¡Que no sabrán los helenos de la política, que la inventaron!. Asistimos cada día a la tensión que proviene de la vieja Grecia. Europa no ha mirado tanto a la tierra de Pericles desde hace dos mil años. El problema es que mira sin ver, algo muy propio de las anteojeras que se han creado a propósito para la ocasión. Grecia se hace mirar, recordando que está ahí, siendo el Occidente más oriental de Europa. También Italia, España y Portugal, incluso Irlanda se hacen mirar. ¿Qué sería Europa sin los países que han formado sus cimientos más ancestrales en el pasado?.

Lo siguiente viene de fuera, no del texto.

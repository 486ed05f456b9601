use crate::{BaseUnits, UnitsError};
use num_bigint::BigUint;
use num_traits::Zero;
use std::{fmt, str::FromStr};

/// Largest exponent accepted in exponent notation.
///
/// Bounds the size of the integers built while parsing untrusted input.
const MAX_EXPONENT: u32 = 1_000;

/// Arbitrary-precision non-negative decimal: `mantissa / 10^scale`.
///
/// Always normalized: the mantissa carries no trailing zero digits while `scale > 0`, so two
/// equal values have equal representations and [`Display`](fmt::Display) yields the canonical
/// string (no leading zeros, no trailing fractional zeros, no exponent).
#[derive(Clone, Debug, PartialEq, Eq, Hash)]
pub struct DecimalAmount {
    mantissa: BigUint,
    scale: u32,
}

impl DecimalAmount {
    pub fn zero() -> Self {
        Self { mantissa: BigUint::zero(), scale: 0 }
    }

    /// Builds a decimal from an integer mantissa and a number of fractional digits.
    pub fn new(mantissa: BigUint, scale: u32) -> Self {
        let mut value = Self { mantissa, scale };
        value.normalize();
        value
    }

    /// Reconstitutes the exact decimal digits of a binary float.
    ///
    /// The float is rendered with its shortest round-trip digits in exponent form and those
    /// digits are then scaled arithmetically, so `1.5e-7` becomes `0.00000015` without any
    /// textual shifting of the decimal point.
    pub fn from_f64(value: f64) -> Result<Self, UnitsError> {
        if !value.is_finite() {
            return Err(UnitsError::invalid(value.to_string(), "amount must be finite"));
        }
        if value < 0.0 {
            return Err(UnitsError::invalid(value.to_string(), "amount must not be negative"));
        }
        // `-0.0` compares equal to zero but renders with a sign.
        if value == 0.0 {
            return Ok(Self::zero());
        }
        format!("{value:e}").parse()
    }

    /// Number of fractional digits.
    pub const fn scale(&self) -> u32 {
        self.scale
    }

    pub fn mantissa(&self) -> &BigUint {
        &self.mantissa
    }

    pub fn is_zero(&self) -> bool {
        self.mantissa.is_zero()
    }

    /// Scales by `10^decimals`, truncating toward zero.
    ///
    /// Truncation is silent here; callers that must not lose digits compare the result's
    /// decimal rendering against `self`.
    pub fn to_base_units_truncated(&self, decimals: u32) -> BaseUnits {
        let value = if self.scale <= decimals {
            &self.mantissa * pow10(decimals - self.scale)
        } else {
            &self.mantissa / pow10(self.scale - decimals)
        };
        BaseUnits::new(value)
    }

    fn normalize(&mut self) {
        if self.mantissa.is_zero() {
            self.scale = 0;
            return;
        }
        if self.scale == 0 {
            return;
        }
        let digits = self.mantissa.to_str_radix(10);
        let zeros = digits.bytes().rev().take_while(|b| *b == b'0').count();
        let strip = u32::try_from(zeros).map_or(self.scale, |zeros| zeros.min(self.scale));
        if strip > 0 {
            self.mantissa /= pow10(strip);
            self.scale -= strip;
        }
    }
}

impl Default for DecimalAmount {
    fn default() -> Self {
        Self::zero()
    }
}

/// Returns `10^exp`.
pub(crate) fn pow10(exp: u32) -> BigUint {
    BigUint::from(10u32).pow(exp)
}

impl FromStr for DecimalAmount {
    type Err = UnitsError;

    /// Parses `[+]digits[.digits][(e|E)[+|-]digits]`, surrounding whitespace ignored.
    fn from_str(s: &str) -> Result<Self, Self::Err> {
        let trimmed = s.trim();
        if trimmed.is_empty() {
            return Err(UnitsError::invalid(s, "amount is empty"));
        }
        if trimmed.starts_with('-') {
            return Err(UnitsError::invalid(s, "amount must not be negative"));
        }
        let unsigned = trimmed.strip_prefix('+').unwrap_or(trimmed);

        let (number, exponent) = match unsigned.find(['e', 'E']) {
            Some(idx) => (&unsigned[..idx], Some(&unsigned[idx + 1..])),
            None => (unsigned, None),
        };

        let (int_part, frac_part) = match number.split_once('.') {
            Some((int_part, frac_part)) => (int_part, frac_part),
            None => (number, ""),
        };
        let is_digits = |part: &str| part.bytes().all(|b| b.is_ascii_digit());
        if !is_digits(int_part) || !is_digits(frac_part) {
            return Err(UnitsError::invalid(s, "amount must be a decimal number"));
        }
        if int_part.is_empty() && frac_part.is_empty() {
            return Err(UnitsError::invalid(s, "amount has no digits"));
        }

        let frac_part = frac_part.trim_end_matches('0');
        let mut digits = String::with_capacity(int_part.len() + frac_part.len());
        digits.push_str(int_part);
        digits.push_str(frac_part);
        if digits.is_empty() {
            digits.push('0');
        }
        let mantissa = BigUint::parse_bytes(digits.as_bytes(), 10)
            .ok_or_else(|| UnitsError::invalid(s, "amount must be a decimal number"))?;

        let frac_len = i64::try_from(frac_part.len())
            .map_err(|_| UnitsError::invalid(s, "amount has too many digits"))?;
        let exponent = match exponent {
            Some(exp) => parse_exponent(exp).ok_or_else(|| {
                UnitsError::invalid(s, "exponent must be an integer within ±1000")
            })?,
            None => 0,
        };

        // value = mantissa * 10^(exponent - frac_len)
        let shift = exponent - frac_len;
        let amount = if shift >= 0 {
            let shift = u32::try_from(shift)
                .map_err(|_| UnitsError::invalid(s, "amount has too many digits"))?;
            Self::new(mantissa * pow10(shift), 0)
        } else {
            let scale = u32::try_from(-shift)
                .map_err(|_| UnitsError::invalid(s, "amount has too many digits"))?;
            Self::new(mantissa, scale)
        };
        Ok(amount)
    }
}

fn parse_exponent(exp: &str) -> Option<i64> {
    let (negative, digits) = match exp.as_bytes().first()? {
        b'-' => (true, &exp[1..]),
        b'+' => (false, &exp[1..]),
        _ => (false, exp),
    };
    if digits.is_empty() || !digits.bytes().all(|b| b.is_ascii_digit()) {
        return None;
    }
    let magnitude: u32 = digits.parse().ok().filter(|m| *m <= MAX_EXPONENT)?;
    let magnitude = i64::from(magnitude);
    Some(if negative { -magnitude } else { magnitude })
}

impl fmt::Display for DecimalAmount {
    fn fmt(&self, f: &mut fmt::Formatter<'_>) -> fmt::Result {
        let digits = self.mantissa.to_string();
        let scale = self.scale as usize;
        if scale == 0 {
            return f.write_str(&digits);
        }
        if digits.len() <= scale {
            write!(f, "0.{digits:0>scale$}")
        } else {
            let (whole, frac) = digits.split_at(digits.len() - scale);
            write!(f, "{whole}.{frac}")
        }
    }
}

La vieja Europa, en realidad es la Europa del Sur, si hoy existe una configuración cultural denominada Occidente se debe, fundamentalmente, a los países mencionados, que hoy conviven con otros de origen más calvinista, trabajadores organizados y disciplinados, que al fin y al cabo son los que cortan el bacalao: Alemania, Francia, Reino Unido, los países nórdicos y prácticamente los demás europeos, sin contar los del Este. Lo que ha venido denominándose la Europa del Norte.
Norte contra Sur, otra vez. En realidad, dos formas de entender la vida que confrontan con la realidad de distinta manera, una planificando el futuro para evitar imprevistos y otra, planificando la supervivencia cotidiana. Mientras no se resuelva esta frontera mental que nos separa y distingue, Europa tiene mal pronóstico.
Quizá sea hora de recordar que la política, al menos como se entiende en Occidente, surgió en Grecia. Y que sus primeras manifestaciones literarias se hicieron desde el teatro, de la mano de Eurípides, Aristófanes y Sófocles. Sus primeros cantos fueron poemas que mezclaron dioses con hombres y titanes. La mitología dio paso al logos cuando los griegos comprendieron que además de elevar plegarias a Zeus para que lloviera era aconsejable construir presas y aljibes por si acaso no escuchaba, ocupado en otras cosas, sus oraciones.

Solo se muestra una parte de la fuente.